Oh, and setup an anonymous tip-line. To allow other firms to "investigate"
others in order to make themselves look better (might not happen every year,
but I'd imagine it would be an option of last resort if something really bad
needed to be covered).

Shady things will still happen, but there will be attempts to reduce it just
enough so others take the hit. Plus, the public gets a few show trials to make
them believe the regulators have teeth.

------
gumby
This is an interesting and broad analogy which I hadn't heard of before.

The military, at the end of the day, is a tool (famously, another tool of
diplomacy). Either it's useful or not. Likewise finance is a tool
(fundamentally a service industry like gardening or medicine).
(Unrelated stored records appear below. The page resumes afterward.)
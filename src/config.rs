//! Configuration for devswipe-feed

use serde::{Deserialize, Serialize};
use std::path::{Path, PathBuf};
use std::time::Duration;

use crate::recommend::ScoringWeights;

/// Default storage directory
pub fn default_storage_dir() -> PathBuf {
    dirs::data_local_dir()
        .unwrap_or_else(|| PathBuf::from("."))
        .join("devswipe-feed")
}

/// Configuration
#[derive(Debug, Clone, Serialize, Deserialize)]
pub struct Config {
    /// Directory holding the SQLite database and config file
    #[serde(default = "default_storage_dir")]
    pub storage_dir: PathBuf,

    /// HTTP API port
    #[serde(default = "default_http_port")]
    pub http_port: u16,

    /// Maximum pooled SQLite connections
    #[serde(default = "default_pool_size")]
    pub pool_size: u32,

    /// Feed pipeline settings
    #[serde(default)]
    pub feed: FeedConfig,

    /// Feed / stats cache settings
    #[serde(default)]
    pub cache: CacheConfig,

    /// Scoring weights
    #[serde(default)]
    pub scoring: ScoringWeights,
}

/// Feed pipeline settings
#[derive(Debug, Clone, Serialize, Deserialize)]
pub struct FeedConfig {
    /// Upper bound on candidates scored per request
    #[serde(default = "default_retrieval_window")]
    pub retrieval_window: i64,

    /// Page size when the caller does not pass one
    #[serde(default = "default_page_size")]
    pub default_page_size: i64,

    /// Largest page size a caller may request
    #[serde(default = "default_max_page_size")]
    pub max_page_size: i64,

    /// Deadline the HTTP layer imposes on a single request
    #[serde(default = "default_request_timeout_ms")]
    pub request_timeout_ms: u64,
}

/// Cache settings
#[derive(Debug, Clone, Serialize, Deserialize)]
pub struct CacheConfig {
    /// Disable to run every request through the full pipeline
    #[serde(default = "default_true")]
    pub enabled: bool,

    /// Prefix for every cache key
    #[serde(default = "default_namespace")]
    pub namespace: String,

    /// Ranked feed page TTL
    #[serde(default = "default_feed_ttl")]
    pub feed_ttl_secs: u64,

    /// Item stats TTL
    #[serde(default = "default_stats_ttl")]
    pub stats_ttl_secs: u64,
}

fn default_http_port() -> u16 {
    8080
}

fn default_pool_size() -> u32 {
    8
}

fn default_retrieval_window() -> i64 {
    200
}

fn default_page_size() -> i64 {
    6
}

fn default_max_page_size() -> i64 {
    50
}

fn default_request_timeout_ms() -> u64 {
    5_000
}

fn default_true() -> bool {
    true
}

fn default_namespace() -> String {
    "devswipe".to_string()
}

fn default_feed_ttl() -> u64 {
    10 * 60
}

fn default_stats_ttl() -> u64 {
    30 * 60
}

impl Default for FeedConfig {
    fn default() -> Self {
        Self {
            retrieval_window: default_retrieval_window(),
            default_page_size: default_page_size(),
            max_page_size: default_max_page_size(),
            request_timeout_ms: default_request_timeout_ms(),
        }
    }
}

impl FeedConfig {
    pub fn request_timeout(&self) -> Duration {
        Duration::from_millis(self.request_timeout_ms)
    }
}

impl Default for CacheConfig {
    fn default() -> Self {
        Self {
            enabled: true,
            namespace: default_namespace(),
            feed_ttl_secs: default_feed_ttl(),
            stats_ttl_secs: default_stats_ttl(),
        }
    }
}

impl CacheConfig {
    pub fn feed_ttl(&self) -> Duration {
        Duration::from_secs(self.feed_ttl_secs)
    }

    pub fn stats_ttl(&self) -> Duration {
        Duration::from_secs(self.stats_ttl_secs)
    }
}

impl Default for Config {
    fn default() -> Self {
        Self {
            storage_dir: default_storage_dir(),
            http_port: default_http_port(),
            pool_size: default_pool_size(),
            feed: FeedConfig::default(),
            cache: CacheConfig::default(),
            scoring: ScoringWeights::default(),
        }
    }
}

impl Config {
    /// Load config from file
    pub fn load<P: AsRef<Path>>(path: P) -> Result<Self, std::io::Error> {
        let content = std::fs::read_to_string(path)?;
        toml::from_str(&content)
            .map_err(|e| std::io::Error::new(std::io::ErrorKind::InvalidData, e))
    }

    /// Save config to file
    pub fn save<P: AsRef<Path>>(&self, path: P) -> Result<(), std::io::Error> {
        let content = toml::to_string_pretty(self)
            .map_err(|e| std::io::Error::new(std::io::ErrorKind::InvalidData, e))?;
        std::fs::write(path, content)
    }

    /// Get SQLite database path
    pub fn database_path(&self) -> PathBuf {
        self.storage_dir.join("feed.db")
    }

    /// Get config file path
    pub fn config_path(&self) -> PathBuf {
        self.storage_dir.join("config.toml")
    }
}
We support it
because it helps finance business, helps people manage their pensions etc.
Sometimes sidelines are useful too (DARPA, gun hobbyists, weird financial
instruments that increase liquidity for everyone).

Yet lately the ends have been forgotten and the means elevated. The recent US
proposed budget suggests increasing expenditures but there is no discussion as
to whether that would be useful or not (and thus whether the increase is
unnecessary, too big to even too small). The same problem has emerged in
Finance: the point of an financial instrument is the instrument itself. HFT
that skims a bit out of the transaction (thus is worse for the fundamental
buyer and seller) is considered good. etc.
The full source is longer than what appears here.